Más allá de la larga y engorrosa (a la vez que, por momentos, caótica) regulación resultante (tan mejorable coma toda la técnica legislativa reciente en comparación con la, cuasi poética, técnica de inicios del siglo XX-finales del XIX), la clave es, en palabras del Tribunal Supremo, la sustitución de una regulación con medidas de “traje único” por otra que fomente el “traje a medida” con todo un surtido de medidas de apoyo que, en todo momento, hagan prevalecer la voluntad de la persona en situación de precisarlas.

La confusión en el lenguaje (no digamos ya con el hecho de que en el Código Civil de Cataluña aún no se hayan coordinado las diferentes figuras con estos postulados, al menos plenamente) hace que, como comprobamos los operadores jurídicos (en particular los notarios), los destinatarios de tales medidas (y sus familias) tengan un menor control de qué opción pueden tomar, dada la complejidad y disparidad de las instituciones, estando más necesitadas, aún, de asesoramiento.

El problema de la magia de las palabras, también en Derecho (y, ante todo, por la contaminación de la política actual) es que choca con la realidad de la ciencia.
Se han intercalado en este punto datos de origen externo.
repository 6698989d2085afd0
//! Attendance periods and the daily/monthly attendance totals recorded
//! against them.

use chrono::NaiveDate;
use serde::{Deserialize, Serialize};
use uuid::Uuid;

#[derive(Debug, Clone, Copy, PartialEq, Eq, Serialize, Deserialize)]
#[serde(rename_all = "snake_case")]
pub enum PeriodType {
    Regular,
    YearEnd,
}

#[derive(Debug, Clone, Copy, PartialEq, Eq, Serialize, Deserialize)]
#[serde(rename_all = "snake_case")]
pub enum PeriodStatus {
    Open,
    Closed,
    Locked,
}

/// A closing-to-closing attendance period for one company (e.g. 4/21 – 5/20).
#[derive(Debug, Clone, Serialize, Deserialize)]
pub struct PayrollPeriod {
    pub id: Uuid,
    pub company_id: Uuid,
    pub period_type: PeriodType,
    pub start_date: NaiveDate,
    pub end_date: NaiveDate,
    pub payment_date: NaiveDate,
    pub status: PeriodStatus,
}

/// Aggregated attendance totals for one employee over one [`PayrollPeriod`].
/// Minute-granular fields feed directly into
/// [`crate::payroll::overtime::OvertimeEngine`].
#[derive(Debug, Clone, Serialize, Deserialize)]
pub struct AttendanceRecord {
    pub id: Uuid,
    pub company_id: Uuid,
    pub employee_id: Uuid,
    pub payroll_period_id: Uuid,

    pub work_days: u32,
    pub absence_days: u32,
    pub paid_leave_days: u32,

    /// Total minutes actually worked in the period, including all overtime
    /// categories below. Used directly by the hourly salary-type base-pay
    /// calculation.
    pub total_work_minutes: i64,

    /// Overtime within the statutory daily/weekly limit, paid at straight
    /// time but still tracked separately (e.g. agreed shorter-than-statutory
    /// contracted hours).
    pub overtime_within_statutory_minutes: i64,
    /// Overtime beyond the statutory limit; split by
    /// [`crate::payroll::overtime::OvertimeEngine`] into a normal portion
    /// (≤3600 min) and an over-60-hour portion.
    pub statutory_overtime_minutes: i64,
    pub night_minutes: i64,
    pub statutory_holiday_minutes: i64,
    pub non_statutory_holiday_minutes: i64,
    pub night_overtime_minutes: i64,
    pub night_holiday_minutes: i64,
    pub night_overtime_holiday_minutes: i64,

    pub late_count: u32,
    pub early_leave_count: u32,
}
//! Direct-form recursive (IIR) filtering.

use std::sync::Arc;

use sigkern_codegen::OperationKind;
use sigkern_device::{Buffer, Stream};
use snafu::{ResultExt, ensure};

use crate::context::KernelContext;
use crate::error::{DeviceSnafu, InvalidArgumentSnafu, Result};
use crate::invoker::KernelInvoker;

/// Filter `x` with numerator `b` and denominator `a`.
///
/// Computes, for each `t` in increasing order,
/// `y[t] = (Σ b[i]·x[t-i] - Σ_{i≥1} a[i]·y[t-i]) / a[0]` over
/// `i ≤ min(t, a.len() - 1)`, with numerator taps past `b.len()` taken as
/// zero. Each output depends on earlier outputs, so the kernel runs on a
/// single thread. `a[0] == 0` is not checked; the output is then non-finite.
///
/// The result is a new buffer shaped like `x`. With `autosync` the call waits
/// for the kernel on `stream` before returning. An empty `x` still compiles
/// the kernel but launches nothing and yields an empty buffer.
pub fn lfilter(
    ctx: &KernelContext,
    b: &Buffer,
    a: &Buffer,
    x: &Buffer,
    stream: Arc<dyn Stream>,
    autosync: bool,
) -> Result<Buffer> {
    ensure!(!a.is_empty(), InvalidArgumentSnafu { reason: "denominator coefficients must not be empty" });
    ensure!(
        b.dtype() == x.dtype() && a.dtype() == x.dtype(),
        InvalidArgumentSnafu {
            reason: format!("coefficient types ({}, {}) differ from signal type {}", b.dtype(), a.dtype(), x.dtype())
        }
    );

    let out = x.zeros_like().context(DeviceSnafu)?;
    let kernel = ctx.ensure_compiled(x.dtype(), OperationKind::Lfilter)?;
    if !x.is_empty() {
        let invoker = KernelInvoker::new(1u32, 1u32, Arc::clone(&stream), kernel);
        invoker.call(b, a, x, &out)?;
    }

    if autosync {
        stream.synchronize().context(DeviceSnafu)?;
    }
    Ok(out)
}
Las palabras no consiguen imitar la leyenda bíblica de Lázaro, por más que se intente.

Más allá de los miedos provocados por el llamado “darwinismo social”, la “naturalización de las normas”, es decir, aunar las normas jurídicas a unos cimientos científicos es uno de los más firmes propósitos de la neurociencia aplicada al Derecho, cuestión que se predica, muy especialmente, en relación con la capacidad para actuar.

Dejando a un lado, por diversidad y complejidad, el tema de las personas con diversidad funcional, podemos hablar de la minoría de edad y del llamado “empoderamiento de la juventud”, también en la vida jurídica y política.
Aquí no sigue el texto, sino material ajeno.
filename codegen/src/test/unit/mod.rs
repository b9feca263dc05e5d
mod support;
Un apreciado profesor de filosofía del Derecho, Jorge Malem, me acuerdo que una vez afirmó, con vehemencia, que en el mundo del Derecho no existían los adolescentes, sino los hombres y los niños. La tendencia, acentuada aún más en los últimos años, es la de crear franjas de edad con diferentes posibilidades de actuación, asemejando (obviando la figura de la emancipación de los menores de edad) cada vez más al menor de 18 años al mayor.

La neurociencia, a través de pruebas como la mielinización (en palabras llanas, la consolidación de las transmisiones entre neuronas), nos informa de que la conectividad en el córtex cerebral depende de la edad y que no llega a un punto álgido sino hasta la treintena/cuarentena de edad (coincidiendo con la madurez plasmada en lo social).
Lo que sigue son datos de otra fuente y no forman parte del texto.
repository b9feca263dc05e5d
//! Runtime configuration.
//!
//! Built explicitly with a bon builder or read from environment variables.

use std::str::FromStr;

use bon::bon;
use sigkern_codegen::DEFAULT_COMPLEX_HEADER;
use sigkern_device::CompileOptions;

use crate::error::{ConfigSnafu, Error, Result};

/// Language standard every kernel is compiled with.
pub const LANGUAGE_STANDARD_FLAG: &str = "-std=c++11";

/// Fast-math flag every kernel is compiled with.
pub const FAST_MATH_FLAG: &str = "-use_fast_math";

/// Which compiler backend a context uses.
#[derive(Debug, Clone, Copy, Default, PartialEq, Eq)]
pub enum Backend {
    /// Host reference kernels (no accelerator needed).
    #[default]
    Host,
    /// NVRTC on the given CUDA device.
    Cuda { device_id: usize },
}

impl FromStr for Backend {
    type Err = Error;

    /// Parse `host`, `cuda` or `cuda:N` (case-insensitive).
    fn from_str(s: &str) -> Result<Self> {
        let s = s.to_lowercase();
        let mut parts = s.splitn(2, ':');
        match (parts.next(), parts.next()) {
            (Some("host"), None) => Ok(Backend::Host),
            (Some("cuda"), None) => Ok(Backend::Cuda { device_id: 0 }),
            (Some("cuda"), Some(id)) => id
                .parse()
                .map(|device_id| Backend::Cuda { device_id })
                .map_err(|_| ConfigSnafu { reason: format!("invalid CUDA device id '{id}'") }.build()),
            _ => ConfigSnafu { reason: format!("unknown backend '{s}'") }.fail(),
        }
    }
}

/// Configuration for a [`crate::KernelContext`].
#[derive(Debug, Clone, PartialEq, Eq)]
pub struct RuntimeConfig {
    pub backend: Backend,
    /// Extra include directories handed to the compiler.
    pub include_paths: Vec<String>,
    /// Include line spliced into complex-typed kernels.
    pub complex_header: String,
}

impl Default for RuntimeConfig {
    fn default() -> Self {
        Self { backend: Backend::Host, include_paths: Vec::new(), complex_header: DEFAULT_COMPLEX_HEADER.to_string() }
    }
}

#[bon]
impl RuntimeConfig {
    #[builder]
    pub fn builder(
        #[builder(default)] backend: Backend,
        #[builder(default)] include_paths: Vec<String>,
        #[builder(into, default = DEFAULT_COMPLEX_HEADER.to_string())] complex_header: String,
    ) -> Self {
        Self { backend, include_paths, complex_header }
    }

    /// Create configuration from environment variables.
    ///
    /// # Environment Variables
    ///
    /// * `SIGKERN_BACKEND` - `host` (default), `cuda` or `cuda:N`
    /// * `SIGKERN_INCLUDE_PATH` - `:`-separated include directories
    /// * `SIGKERN_COMPLEX_HEADER` - replacement for the complex include line
    pub fn from_env() -> Result<Self> {
        let backend = match std::env::var("SIGKERN_BACKEND") {
            Ok(value) => value.parse()?,
            Err(_) => Backend::default(),
        };
        let include_paths = std::env::var("SIGKERN_INCLUDE_PATH")
            .map(|paths| paths.split(':').filter(|p| !p.is_empty()).map(str::to_string).collect())
            .unwrap_or_default();
        let complex_header =
            std::env::var("SIGKERN_COMPLEX_HEADER").unwrap_or_else(|_| DEFAULT_COMPLEX_HEADER.to_string());

        Ok(Self { backend, include_paths, complex_header })
    }

    /// Compiler options: the fixed flag pair plus configured include paths.
    pub fn compile_options(&self) -> CompileOptions {
        CompileOptions {
            flags: vec![LANGUAGE_STANDARD_FLAG.to_string(), FAST_MATH_FLAG.to_string()],
            include_paths: self.include_paths.clone(),
        }
    }
}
A ello, como expone magistralmente Rafael Yuste (esperemos que, en muy breve lapso de tiempo, nuestro próximo Nobel) en su magistral ensayo El cerebro, el teatro del mundo, debe unírsele que la corteza prefrontal es la parte del cerebro que más tardíamente se desarrolla y es, además, la “responsable” (simplificando mucho) de nuestra toma de decisiones.

Fomentar que los menores de 18 años puedan votar (como ha sostenido algún partido político) sólo puede defenderse por quienes quieren auparse en quienes aún votan más con el corazón que con la cabeza, por ejemplo.

Al mismo tiempo, y obviando la evidente distorsión biológico-social en lo que se refiere a los tiempos de nuestra reproducción en la sociedad occidental, lo que las normas jurídicas (politizadas) parecen brindar gratuitamente en un mundo vecino a Narnia, no se tiene en plena consideración en los planes de estudio, donde parece obviarse que la educación puede exprimirse más en la infancia y primera adolescencia (no se hablará aquí de la “tardoadolescencia” de los cuarentones).

Como la neurociencia demuestra, las redes neuronales son más proclives al aprendizaje en esos años, y es precisamente, desde muy pequeños, cuando debe incentivarse el aprendizaje de idiomas, y no mucho después, la formación en cultura general y matemáticas desde la motivación.

Se mire por donde se mire, necesitamos menos bronca, no argumentada, y más ciencia (comenzando por la televisión pública). Mayor inversión en investigación médica y menos palabras vagas. La presunta magia de un lenguaje pseudojurídico (y muy político) que busca argumentos moralistas con escasa ciencia no debiere ser la tendencia en estos nuevos tiempos donde, más allá de la informática y la inteligencia artificial (esta en clara relación con la neurociencia), la verdadera revolución será la que nos brinde la biología.